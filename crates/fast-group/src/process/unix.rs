//! Unix job processes spawned in their own process group
//!
//! Every job calls `setsid()` before `exec`, which makes it the leader of a
//! fresh session and process group. Termination is then delivered with
//! `killpg`, so anything the job forked on its own is signalled as well.
//!
//! ## Exit classification
//!
//! - exit code `c` is reported as `Exited(c)`
//! - death by signal `s` is reported with code `-s`
//! - a death by signal after [`Terminate::terminate`] was called is `Killed`
//!
//! ## Leftover processes
//!
//! The job is over once its leader is reaped. Whatever the leader left behind
//! in its group then gets the same signal, and captured output is read for at
//! most [`OUTPUT_GRACE`] longer, so a background writer holding the pipes
//! open cannot delay the exit report.

// pre_exec requires unsafe for the setsid() call in the forked child
#![allow(unsafe_code)]

use super::{Launcher, ProcessHandle, Terminate};
use crate::job::{ExitReport, JobId, JobSpec, JobStatus};
use crate::{GroupError, Result};
use async_trait::async_trait;
use nix::sys::signal::{Signal, killpg};
use nix::unistd::Pid;
use std::io;
use std::os::unix::process::ExitStatusExt;
use std::process::{ExitStatus, Stdio};
use std::sync::{Arc, Mutex, PoisonError};
use std::time::Duration;
use tokio::io::{AsyncRead, AsyncReadExt};
use tokio::process::{Child, ChildStderr, ChildStdout, Command};
use tokio::sync::oneshot;
use tokio::task::JoinHandle;
use tokio::time::Instant;
use tracing::{debug, error, warn};

/// How long output is still read after the job's leader exited.
pub const OUTPUT_GRACE: Duration = Duration::from_millis(250);

/// Launches jobs as real child processes.
#[derive(Debug, Clone, Copy)]
pub struct SystemLauncher {
  signal: Signal,
}

impl SystemLauncher {
  /// `signal` is what [`Terminate::terminate`] delivers to the job's group.
  pub fn new(signal: Signal) -> Self {
    Self { signal }
  }
}

impl Default for SystemLauncher {
  fn default() -> Self {
    Self::new(Signal::SIGTERM)
  }
}

impl Launcher for SystemLauncher {
  fn launch(
    &self,
    id: JobId,
    spec: &JobSpec,
    capture_output: bool,
  ) -> Result<Box<dyn ProcessHandle>> {
    let process = spawn(id, spec, capture_output, self.signal)?;
    Ok(Box::new(process))
  }
}

#[derive(Debug, Clone, Copy, PartialEq, Eq)]
enum Lifecycle {
  Running,
  TerminationRequested,
  Exited,
}

#[derive(Debug)]
struct GroupSignal {
  pid: Pid,
  signal: Signal,
  lifecycle: Mutex<Lifecycle>,
}

impl GroupSignal {
  /// Marks the process as reaped, returning whether termination was requested.
  fn mark_exited(&self) -> bool {
    let mut lifecycle = self
      .lifecycle
      .lock()
      .unwrap_or_else(PoisonError::into_inner);
    let requested = *lifecycle == Lifecycle::TerminationRequested;
    *lifecycle = Lifecycle::Exited;
    requested
  }

  /// Signal what is left of the group after its leader was reaped.
  fn signal_leftovers(&self) {
    match killpg(self.pid, self.signal) {
      Ok(()) => debug!("Sent {} to leftovers of process group {}", self.signal, self.pid),
      Err(nix::errno::Errno::ESRCH) => {}
      Err(e) => warn!(
        "Failed to send {} to leftovers of process group {}: {}",
        self.signal, self.pid, e
      ),
    }
  }
}

impl Terminate for GroupSignal {
  fn terminate(&self) -> Result<()> {
    let mut lifecycle = self
      .lifecycle
      .lock()
      .unwrap_or_else(PoisonError::into_inner);
    if *lifecycle != Lifecycle::Running {
      debug!("Process group {} already {:?}, skipping", self.pid, *lifecycle);
      return Ok(());
    }
    *lifecycle = Lifecycle::TerminationRequested;

    match killpg(self.pid, self.signal) {
      Ok(()) => debug!("Sent {} to process group {}", self.signal, self.pid),
      // Группа уже завершилась или сменила владельца
      Err(nix::errno::Errno::ESRCH) | Err(nix::errno::Errno::EPERM) => {
        debug!("Process group {} already gone", self.pid)
      }
      Err(e) => warn!(
        "Failed to send {} to process group {}: {}",
        self.signal, self.pid, e
      ),
    }

    Ok(())
  }
}

/// A job running as a child process in its own process group.
#[derive(Debug)]
pub struct ChildProcess {
  id: JobId,
  child: Child,
  group: Arc<GroupSignal>,
  output: Option<OutputReader>,
  /// Set once the leader is reaped: its status and whether it was terminated.
  exit: Option<(ExitStatus, bool)>,
}

#[derive(Debug)]
struct OutputReader {
  leader_exited: Option<oneshot::Sender<()>>,
  task: JoinHandle<io::Result<Vec<u8>>>,
}

impl ChildProcess {
  fn leader_exited(&mut self, status: ExitStatus) -> (ExitStatus, bool) {
    let requested = self.group.mark_exited();
    self.group.signal_leftovers();
    if let Some(tx) = self
      .output
      .as_mut()
      .and_then(|reader| reader.leader_exited.take())
    {
      let _ = tx.send(());
    }
    self.exit = Some((status, requested));
    (status, requested)
  }

  fn output_pending(&self) -> bool {
    self
      .output
      .as_ref()
      .is_some_and(|reader| !reader.task.is_finished())
  }

  async fn finish(&mut self, status: ExitStatus, requested: bool) -> Result<ExitReport> {
    let output = match self.output.take() {
      Some(reader) => Some(reader.task.await?.map_err(|e| GroupError::Wait {
        id: self.id,
        reason: format!("reading output failed: {}", e),
      })?),
      None => None,
    };

    let report = classify(status, requested, output);
    debug!("Job {} (pid {}) finished: {}", self.id, self.group.pid, report.status);
    Ok(report)
  }

  fn wait_error(&self, e: io::Error) -> GroupError {
    error!("Failed to wait for process {}: {}", self.group.pid, e);
    GroupError::Wait {
      id: self.id,
      reason: e.to_string(),
    }
  }
}

#[async_trait]
impl ProcessHandle for ChildProcess {
  fn pid(&self) -> u32 {
    self.group.pid.as_raw() as u32
  }

  fn terminator(&self) -> Arc<dyn Terminate> {
    self.group.clone()
  }

  async fn wait(&mut self) -> Result<ExitReport> {
    let (status, requested) = match self.exit {
      Some(exit) => exit,
      None => {
        let status = self.child.wait().await.map_err(|e| self.wait_error(e))?;
        self.leader_exited(status)
      }
    };
    self.finish(status, requested).await
  }

  async fn try_wait(&mut self) -> Result<Option<ExitReport>> {
    let (status, requested) = match self.exit {
      Some(exit) => exit,
      None => match self.child.try_wait().map_err(|e| self.wait_error(e))? {
        Some(status) => self.leader_exited(status),
        None => return Ok(None),
      },
    };

    // Остаток вывода дочитывается в фоне, не дольше OUTPUT_GRACE
    if self.output_pending() {
      return Ok(None);
    }
    Ok(Some(self.finish(status, requested).await?))
  }
}

fn classify(
  status: ExitStatus,
  termination_requested: bool,
  output: Option<Vec<u8>>,
) -> ExitReport {
  match (status.code(), status.signal()) {
    (Some(code), _) => ExitReport {
      status: JobStatus::Exited(code),
      code,
      output,
    },
    (None, Some(signal)) => ExitReport {
      status: if termination_requested {
        JobStatus::Killed
      } else {
        JobStatus::Exited(-signal)
      },
      code: -signal,
      output,
    },
    (None, None) => ExitReport {
      status: JobStatus::Exited(-1),
      code: -1,
      output,
    },
  }
}

/// Spawn a job in a new session and process group.
///
/// The executable is resolved up front so that a missing binary is reported
/// as a launch error naming the command instead of a bare `ENOENT`.
pub fn spawn(
  id: JobId,
  spec: &JobSpec,
  capture_output: bool,
  signal: Signal,
) -> Result<ChildProcess> {
  let program = spec
    .program()
    .ok_or_else(|| GroupError::launch(&spec.command, "empty command"))?;
  let resolved = which::which(program).map_err(|e| GroupError::launch(&spec.command, e))?;

  debug!("Spawning job {}: {:?} {:?}", id, resolved, spec.args());

  let mut command = Command::new(&resolved);
  command.args(spec.args());
  command.stdin(Stdio::null());
  command.kill_on_drop(true);
  if capture_output {
    command.stdout(Stdio::piped());
    command.stderr(Stdio::piped());
  }

  // Safety: setsid() is async-signal-safe and runs in the child before exec
  unsafe {
    command.pre_exec(|| {
      if libc::setsid() == -1 {
        return Err(io::Error::last_os_error());
      }
      Ok(())
    });
  }

  let mut child = command.spawn().map_err(|e| {
    error!("Failed to spawn '{}': {}", spec.display(), e);
    GroupError::launch(&spec.command, e)
  })?;
  // Закрываем копии pipe в родителе, иначе чтение не дождётся EOF
  drop(command);

  let raw_pid = child
    .id()
    .ok_or_else(|| GroupError::launch(&spec.command, "spawned child has no pid"))?;
  let pid = Pid::from_raw(raw_pid as i32);

  let output = if capture_output {
    let stdout = child.stdout.take();
    let stderr = child.stderr.take();
    let (leader_exited, exited) = oneshot::channel();
    Some(OutputReader {
      leader_exited: Some(leader_exited),
      task: tokio::spawn(collect_output(stdout, stderr, exited)),
    })
  } else {
    None
  };

  debug!("Job {} running as pid {}", id, pid);

  Ok(ChildProcess {
    id,
    child,
    group: Arc::new(GroupSignal {
      pid,
      signal,
      lifecycle: Mutex::new(Lifecycle::Running),
    }),
    output,
    exit: None,
  })
}

/// Drain stdout and stderr into one buffer in arrival order.
///
/// Stops at EOF on both pipes, or [`OUTPUT_GRACE`] after `leader_exited`
/// fires, whichever comes first.
async fn collect_output(
  mut stdout: Option<ChildStdout>,
  mut stderr: Option<ChildStderr>,
  mut leader_exited: oneshot::Receiver<()>,
) -> io::Result<Vec<u8>> {
  let mut combined = Vec::new();
  let mut out_buf = [0u8; 4096];
  let mut err_buf = [0u8; 4096];
  let mut give_up_at: Option<Instant> = None;

  while stdout.is_some() || stderr.is_some() {
    tokio::select! {
      read = read_chunk(&mut stdout, &mut out_buf) => match read? {
        0 => stdout = None,
        n => combined.extend_from_slice(&out_buf[..n]),
      },
      read = read_chunk(&mut stderr, &mut err_buf) => match read? {
        0 => stderr = None,
        n => combined.extend_from_slice(&err_buf[..n]),
      },
      _ = &mut leader_exited, if give_up_at.is_none() => {
        give_up_at = Some(Instant::now() + OUTPUT_GRACE);
      }
      () = tokio::time::sleep_until(give_up_at.unwrap_or_else(Instant::now)),
        if give_up_at.is_some() =>
      {
        debug!("Output pipes still open {:?} after job exit, dropping them", OUTPUT_GRACE);
        break;
      }
    }
  }

  Ok(combined)
}

async fn read_chunk<R: AsyncRead + Unpin>(
  reader: &mut Option<R>,
  buf: &mut [u8],
) -> io::Result<usize> {
  match reader {
    Some(reader) => reader.read(buf).await,
    None => std::future::pending().await,
  }
}

#[cfg(test)]
mod tests {
  use super::*;
  use std::time::Duration;

  fn launch(spec: JobSpec, capture: bool) -> ChildProcess {
    spawn(JobId(0), &spec, capture, Signal::SIGTERM).expect("Failed to spawn")
  }

  #[tokio::test]
  async fn test_process_is_group_leader() {
    let mut child = launch(JobSpec::new(["sleep", "0.2"]), false);
    let pgid = nix::unistd::getpgid(Some(child.group.pid)).expect("getpgid");
    assert_eq!(pgid, child.group.pid);
    assert_ne!(pgid, nix::unistd::getpgrp());
    child.wait().await.expect("wait");
  }

  #[tokio::test]
  async fn test_wait_reports_exit_code_and_output() {
    let mut child = launch(JobSpec::shell("echo out; echo err >&2; exit 3", &[]), true);
    let report = child.wait().await.expect("wait");
    assert_eq!(report.status, JobStatus::Exited(3));
    assert_eq!(report.code, 3);

    let text = String::from_utf8(report.output.expect("captured")).unwrap();
    assert!(text.contains("out\n"));
    assert!(text.contains("err\n"));
  }

  #[tokio::test]
  async fn test_no_capture_returns_no_output() {
    let mut child = launch(JobSpec::new(["true"]), false);
    let report = child.wait().await.expect("wait");
    assert_eq!(report.status, JobStatus::Exited(0));
    assert!(report.output.is_none());
  }

  #[tokio::test]
  async fn test_terminate_marks_killed() {
    let mut child = launch(JobSpec::new(["sleep", "30"]), true);
    child.terminator().terminate().expect("terminate");
    let report = tokio::time::timeout(Duration::from_secs(5), child.wait())
      .await
      .expect("killed process should exit")
      .expect("wait");
    assert_eq!(report.status, JobStatus::Killed);
    assert_eq!(report.code, -(Signal::SIGTERM as i32));
  }

  #[tokio::test]
  async fn test_terminate_after_exit_is_noop() {
    let mut child = launch(JobSpec::new(["true"]), false);
    let terminator = child.terminator();
    let report = child.wait().await.expect("wait");
    assert!(terminator.terminate().is_ok());
    assert!(terminator.terminate().is_ok());
    assert_eq!(report.status, JobStatus::Exited(0));
  }

  #[tokio::test]
  async fn test_external_signal_is_not_killed() {
    let mut child = launch(JobSpec::new(["sleep", "30"]), false);
    killpg(child.group.pid, Signal::SIGKILL).expect("killpg");
    let report = child.wait().await.expect("wait");
    assert_eq!(report.status, JobStatus::Exited(-(Signal::SIGKILL as i32)));
    assert!(report.is_failure());
  }

  #[tokio::test]
  async fn test_try_wait_polls_until_exit() {
    let mut child = launch(JobSpec::shell("sleep 0.2; echo done", &[]), true);
    assert!(child.try_wait().await.expect("try_wait").is_none());

    let report = loop {
      if let Some(report) = child.try_wait().await.expect("try_wait") {
        break report;
      }
      tokio::time::sleep(Duration::from_millis(20)).await;
    };
    assert_eq!(report.output.as_deref(), Some(&b"done\n"[..]));
  }

  #[tokio::test]
  async fn test_wait_returns_when_leader_exits() {
    // Фоновый sleep держит pipe открытым
    let mut child = launch(JobSpec::shell("sleep 30 & echo started; exit 4", &[]), true);
    let report = tokio::time::timeout(Duration::from_secs(5), child.wait())
      .await
      .expect("wait should not block on the background writer")
      .expect("wait");

    assert_eq!(report.status, JobStatus::Exited(4));
    assert_eq!(report.output.as_deref(), Some(&b"started\n"[..]));
  }

  #[tokio::test]
  async fn test_try_wait_does_not_block_on_open_pipes() {
    let mut child = launch(JobSpec::shell("sleep 30 & exit 0", &[]), true);
    let started = Instant::now();

    let report = loop {
      let polled = tokio::time::timeout(Duration::from_millis(500), child.try_wait())
        .await
        .expect("try_wait must return promptly")
        .expect("try_wait");
      if let Some(report) = polled {
        break report;
      }
      assert!(started.elapsed() < Duration::from_secs(5), "job never reported");
      tokio::time::sleep(Duration::from_millis(20)).await;
    };

    assert_eq!(report.status, JobStatus::Exited(0));
  }

  #[tokio::test]
  async fn test_spawn_missing_binary() {
    let result = spawn(
      JobId(1),
      &JobSpec::new(["nonexistent_command_12345"]),
      false,
      Signal::SIGTERM,
    );
    match result {
      Err(GroupError::Launch { command, .. }) => assert_eq!(command, "nonexistent_command_12345"),
      other => panic!("Expected launch error, got: {:?}", other.map(|c| c.pid())),
    }
  }

  #[tokio::test]
  async fn test_spawn_empty_command() {
    let result = spawn(JobId(0), &JobSpec::new(Vec::<String>::new()), false, Signal::SIGTERM);
    assert!(matches!(result, Err(GroupError::Launch { .. })));
  }
}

┄┄┄┄┄┄┄┄┄┄

__WHAT TO WORK ON__
Take each line above that holds the string "args" and copy it.

__WRITTEN SOLUTION__
  debug!("Spawning job {}: {:?} {:?}", id, resolved, spec.args());
  command.args(spec.args());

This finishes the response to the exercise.